Stored items:

═══

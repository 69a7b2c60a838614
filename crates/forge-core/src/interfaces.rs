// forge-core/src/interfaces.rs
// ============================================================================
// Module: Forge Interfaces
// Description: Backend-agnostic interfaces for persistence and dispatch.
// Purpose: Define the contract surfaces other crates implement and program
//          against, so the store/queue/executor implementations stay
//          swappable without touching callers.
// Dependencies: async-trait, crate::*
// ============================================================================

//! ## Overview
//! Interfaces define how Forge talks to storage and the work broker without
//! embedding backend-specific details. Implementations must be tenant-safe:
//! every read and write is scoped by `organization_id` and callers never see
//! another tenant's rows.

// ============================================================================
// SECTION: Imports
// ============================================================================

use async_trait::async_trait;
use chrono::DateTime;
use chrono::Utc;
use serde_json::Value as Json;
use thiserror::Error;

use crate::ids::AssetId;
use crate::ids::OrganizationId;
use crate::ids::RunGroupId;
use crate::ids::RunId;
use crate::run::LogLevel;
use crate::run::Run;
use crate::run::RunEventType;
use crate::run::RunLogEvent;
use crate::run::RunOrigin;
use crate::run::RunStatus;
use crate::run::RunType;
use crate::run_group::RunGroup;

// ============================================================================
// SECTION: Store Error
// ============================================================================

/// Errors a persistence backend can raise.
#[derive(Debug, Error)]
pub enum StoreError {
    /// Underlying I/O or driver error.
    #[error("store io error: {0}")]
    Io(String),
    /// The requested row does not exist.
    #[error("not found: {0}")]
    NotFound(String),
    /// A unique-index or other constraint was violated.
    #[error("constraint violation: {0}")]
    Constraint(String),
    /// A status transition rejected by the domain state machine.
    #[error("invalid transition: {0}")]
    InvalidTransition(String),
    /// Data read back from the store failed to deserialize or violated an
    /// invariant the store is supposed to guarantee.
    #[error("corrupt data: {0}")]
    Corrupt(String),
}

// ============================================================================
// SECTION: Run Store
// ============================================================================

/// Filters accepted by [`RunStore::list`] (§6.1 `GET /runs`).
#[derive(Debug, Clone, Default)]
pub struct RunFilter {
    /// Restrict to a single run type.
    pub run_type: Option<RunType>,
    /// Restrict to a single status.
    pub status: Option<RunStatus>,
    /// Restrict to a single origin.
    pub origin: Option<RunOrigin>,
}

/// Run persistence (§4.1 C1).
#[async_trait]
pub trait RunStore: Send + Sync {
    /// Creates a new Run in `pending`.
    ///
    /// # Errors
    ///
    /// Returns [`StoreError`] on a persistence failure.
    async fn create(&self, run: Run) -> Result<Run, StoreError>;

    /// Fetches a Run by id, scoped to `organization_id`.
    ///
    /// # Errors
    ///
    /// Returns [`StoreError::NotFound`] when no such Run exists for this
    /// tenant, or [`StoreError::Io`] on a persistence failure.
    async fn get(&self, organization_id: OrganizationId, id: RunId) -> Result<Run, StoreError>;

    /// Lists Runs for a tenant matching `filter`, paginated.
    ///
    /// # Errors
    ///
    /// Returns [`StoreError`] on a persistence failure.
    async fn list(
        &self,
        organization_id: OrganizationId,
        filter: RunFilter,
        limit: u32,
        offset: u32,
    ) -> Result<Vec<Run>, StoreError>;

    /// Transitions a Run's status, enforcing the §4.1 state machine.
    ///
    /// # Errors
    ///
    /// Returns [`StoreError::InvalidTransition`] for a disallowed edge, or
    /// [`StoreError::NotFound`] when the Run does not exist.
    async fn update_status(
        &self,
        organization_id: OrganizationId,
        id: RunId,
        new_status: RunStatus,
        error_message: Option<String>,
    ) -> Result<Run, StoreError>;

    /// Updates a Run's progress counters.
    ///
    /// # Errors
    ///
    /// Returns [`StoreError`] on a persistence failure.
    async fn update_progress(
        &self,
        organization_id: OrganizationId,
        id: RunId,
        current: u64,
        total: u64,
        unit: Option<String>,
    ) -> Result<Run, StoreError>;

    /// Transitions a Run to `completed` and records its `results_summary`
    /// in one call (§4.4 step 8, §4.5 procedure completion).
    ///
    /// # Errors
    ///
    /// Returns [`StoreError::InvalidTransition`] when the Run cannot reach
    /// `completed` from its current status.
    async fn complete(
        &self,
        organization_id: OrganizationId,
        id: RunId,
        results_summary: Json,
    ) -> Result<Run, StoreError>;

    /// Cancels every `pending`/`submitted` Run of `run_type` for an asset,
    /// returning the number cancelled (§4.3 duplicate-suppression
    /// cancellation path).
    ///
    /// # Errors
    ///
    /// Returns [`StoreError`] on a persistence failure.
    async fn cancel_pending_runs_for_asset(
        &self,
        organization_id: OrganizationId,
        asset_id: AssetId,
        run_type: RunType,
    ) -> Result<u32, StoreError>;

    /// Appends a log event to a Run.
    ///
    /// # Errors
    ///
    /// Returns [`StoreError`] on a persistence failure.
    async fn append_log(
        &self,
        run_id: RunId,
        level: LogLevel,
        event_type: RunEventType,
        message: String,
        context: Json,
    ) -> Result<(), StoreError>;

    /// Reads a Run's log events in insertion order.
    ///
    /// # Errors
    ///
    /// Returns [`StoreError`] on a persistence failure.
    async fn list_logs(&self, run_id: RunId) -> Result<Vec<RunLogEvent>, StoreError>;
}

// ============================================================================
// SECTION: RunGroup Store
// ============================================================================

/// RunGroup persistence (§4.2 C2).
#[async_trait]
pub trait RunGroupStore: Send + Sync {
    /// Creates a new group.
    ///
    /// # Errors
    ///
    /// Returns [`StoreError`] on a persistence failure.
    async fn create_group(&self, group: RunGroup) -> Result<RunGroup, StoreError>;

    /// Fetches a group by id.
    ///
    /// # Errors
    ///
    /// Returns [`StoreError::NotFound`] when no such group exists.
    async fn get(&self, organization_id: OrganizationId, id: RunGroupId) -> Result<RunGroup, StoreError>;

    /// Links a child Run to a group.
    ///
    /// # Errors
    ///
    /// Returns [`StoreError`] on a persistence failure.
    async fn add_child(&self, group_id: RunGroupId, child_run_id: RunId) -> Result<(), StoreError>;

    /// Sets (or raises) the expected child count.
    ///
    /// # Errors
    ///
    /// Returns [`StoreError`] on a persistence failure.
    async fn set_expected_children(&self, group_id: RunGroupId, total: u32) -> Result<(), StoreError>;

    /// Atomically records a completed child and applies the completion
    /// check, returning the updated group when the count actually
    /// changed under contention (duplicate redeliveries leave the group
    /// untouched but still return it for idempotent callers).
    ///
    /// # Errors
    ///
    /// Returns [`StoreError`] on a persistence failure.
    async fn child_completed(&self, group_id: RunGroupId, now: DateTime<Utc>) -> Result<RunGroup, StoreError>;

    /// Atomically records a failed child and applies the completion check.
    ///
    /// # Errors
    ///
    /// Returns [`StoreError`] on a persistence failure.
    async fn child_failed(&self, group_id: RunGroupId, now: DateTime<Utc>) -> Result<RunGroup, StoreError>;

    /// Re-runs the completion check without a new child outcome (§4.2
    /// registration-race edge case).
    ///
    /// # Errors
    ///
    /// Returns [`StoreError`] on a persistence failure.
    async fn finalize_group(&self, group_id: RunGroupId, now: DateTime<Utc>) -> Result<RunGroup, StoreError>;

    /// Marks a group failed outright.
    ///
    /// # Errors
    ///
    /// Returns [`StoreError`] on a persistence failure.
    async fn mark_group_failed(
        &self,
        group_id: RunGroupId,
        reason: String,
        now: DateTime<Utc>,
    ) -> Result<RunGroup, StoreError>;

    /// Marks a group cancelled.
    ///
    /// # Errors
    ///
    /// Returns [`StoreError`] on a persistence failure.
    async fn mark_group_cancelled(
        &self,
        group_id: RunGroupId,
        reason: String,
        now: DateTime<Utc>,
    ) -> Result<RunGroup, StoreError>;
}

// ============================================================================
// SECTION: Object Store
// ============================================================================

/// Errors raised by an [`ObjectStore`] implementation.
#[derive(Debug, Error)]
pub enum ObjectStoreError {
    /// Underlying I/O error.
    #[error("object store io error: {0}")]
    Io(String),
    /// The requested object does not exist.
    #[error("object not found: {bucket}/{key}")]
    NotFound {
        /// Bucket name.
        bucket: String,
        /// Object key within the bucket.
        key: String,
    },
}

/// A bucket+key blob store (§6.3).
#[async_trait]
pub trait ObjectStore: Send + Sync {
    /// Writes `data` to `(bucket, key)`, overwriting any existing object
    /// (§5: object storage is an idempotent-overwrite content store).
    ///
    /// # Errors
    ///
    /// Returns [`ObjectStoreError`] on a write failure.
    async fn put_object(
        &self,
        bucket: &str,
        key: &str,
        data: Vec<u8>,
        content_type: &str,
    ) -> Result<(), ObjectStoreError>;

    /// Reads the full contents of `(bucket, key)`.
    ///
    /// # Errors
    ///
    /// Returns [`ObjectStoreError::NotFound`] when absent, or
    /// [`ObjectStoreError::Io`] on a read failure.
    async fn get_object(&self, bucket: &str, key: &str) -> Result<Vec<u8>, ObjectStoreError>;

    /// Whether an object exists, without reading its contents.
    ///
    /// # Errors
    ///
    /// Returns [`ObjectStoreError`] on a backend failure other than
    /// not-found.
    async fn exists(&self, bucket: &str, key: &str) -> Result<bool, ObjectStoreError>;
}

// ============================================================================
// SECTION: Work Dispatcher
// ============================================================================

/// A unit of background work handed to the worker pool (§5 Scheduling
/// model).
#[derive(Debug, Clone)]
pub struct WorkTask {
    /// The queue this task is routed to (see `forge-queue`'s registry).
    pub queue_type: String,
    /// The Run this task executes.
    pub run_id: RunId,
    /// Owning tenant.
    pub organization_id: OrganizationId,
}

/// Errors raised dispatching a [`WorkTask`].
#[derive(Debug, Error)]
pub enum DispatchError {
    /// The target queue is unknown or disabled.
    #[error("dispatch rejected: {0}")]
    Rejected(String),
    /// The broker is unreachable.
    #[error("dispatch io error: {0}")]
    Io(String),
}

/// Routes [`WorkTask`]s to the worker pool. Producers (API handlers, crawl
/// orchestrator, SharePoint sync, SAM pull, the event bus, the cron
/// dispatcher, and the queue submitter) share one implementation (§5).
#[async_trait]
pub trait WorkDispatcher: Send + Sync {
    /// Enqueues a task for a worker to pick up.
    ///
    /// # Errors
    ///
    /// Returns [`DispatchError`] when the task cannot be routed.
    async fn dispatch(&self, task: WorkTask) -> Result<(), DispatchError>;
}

═══

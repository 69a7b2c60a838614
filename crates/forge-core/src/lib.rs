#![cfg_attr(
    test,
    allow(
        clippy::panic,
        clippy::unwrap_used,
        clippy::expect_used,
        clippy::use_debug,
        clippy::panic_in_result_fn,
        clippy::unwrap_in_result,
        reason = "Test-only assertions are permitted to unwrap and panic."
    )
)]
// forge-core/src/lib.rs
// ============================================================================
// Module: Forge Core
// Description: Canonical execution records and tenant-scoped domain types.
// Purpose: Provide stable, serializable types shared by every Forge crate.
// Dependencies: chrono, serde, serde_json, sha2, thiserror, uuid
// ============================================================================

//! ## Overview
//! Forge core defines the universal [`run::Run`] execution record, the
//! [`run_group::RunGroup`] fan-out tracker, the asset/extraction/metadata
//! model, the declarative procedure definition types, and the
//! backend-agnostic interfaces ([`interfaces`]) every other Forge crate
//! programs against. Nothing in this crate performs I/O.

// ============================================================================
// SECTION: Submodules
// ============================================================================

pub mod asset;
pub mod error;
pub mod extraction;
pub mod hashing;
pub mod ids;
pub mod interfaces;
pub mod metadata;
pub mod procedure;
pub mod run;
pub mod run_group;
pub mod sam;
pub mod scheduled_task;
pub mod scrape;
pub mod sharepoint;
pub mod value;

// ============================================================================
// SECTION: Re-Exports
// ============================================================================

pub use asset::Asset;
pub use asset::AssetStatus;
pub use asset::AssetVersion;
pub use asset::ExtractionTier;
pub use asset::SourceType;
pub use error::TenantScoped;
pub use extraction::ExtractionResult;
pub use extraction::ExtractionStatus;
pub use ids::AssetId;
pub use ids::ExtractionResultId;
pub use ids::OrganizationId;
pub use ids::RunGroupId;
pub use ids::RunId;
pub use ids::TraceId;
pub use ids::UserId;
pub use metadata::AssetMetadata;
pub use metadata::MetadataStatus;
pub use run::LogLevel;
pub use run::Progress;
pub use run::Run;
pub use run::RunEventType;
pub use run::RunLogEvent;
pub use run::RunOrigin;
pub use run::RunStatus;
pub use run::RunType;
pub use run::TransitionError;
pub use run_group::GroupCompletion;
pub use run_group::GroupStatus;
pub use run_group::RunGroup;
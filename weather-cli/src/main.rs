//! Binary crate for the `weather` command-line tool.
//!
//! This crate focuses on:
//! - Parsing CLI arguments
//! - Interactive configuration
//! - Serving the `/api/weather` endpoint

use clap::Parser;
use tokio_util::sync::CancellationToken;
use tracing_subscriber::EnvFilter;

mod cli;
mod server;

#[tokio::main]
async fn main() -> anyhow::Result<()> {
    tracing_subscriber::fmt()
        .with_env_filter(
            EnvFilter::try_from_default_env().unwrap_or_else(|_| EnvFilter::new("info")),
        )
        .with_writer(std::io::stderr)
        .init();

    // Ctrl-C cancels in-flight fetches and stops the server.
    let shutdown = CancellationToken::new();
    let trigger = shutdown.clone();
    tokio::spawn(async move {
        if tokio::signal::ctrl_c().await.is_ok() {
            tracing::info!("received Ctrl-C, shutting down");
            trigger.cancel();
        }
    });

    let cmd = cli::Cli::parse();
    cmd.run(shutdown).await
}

═══

Copy range, inclusive: the line holding "the count actually" to the line holding "child outcome (§4.2". Reproduce exactly those lines of the records above and no others.

    /// check, returning the updated group when the count actually
    /// changed under contention (duplicate redeliveries leave the group
    /// untouched but still return it for idempotent callers).
    ///
    /// # Errors
    ///
    /// Returns [`StoreError`] on a persistence failure.
    async fn child_completed(&self, group_id: RunGroupId, now: DateTime<Utc>) -> Result<RunGroup, StoreError>;

    /// Atomically records a failed child and applies the completion check.
    ///
    /// # Errors
    ///
    /// Returns [`StoreError`] on a persistence failure.
    async fn child_failed(&self, group_id: RunGroupId, now: DateTime<Utc>) -> Result<RunGroup, StoreError>;

    /// Re-runs the completion check without a new child outcome (§4.2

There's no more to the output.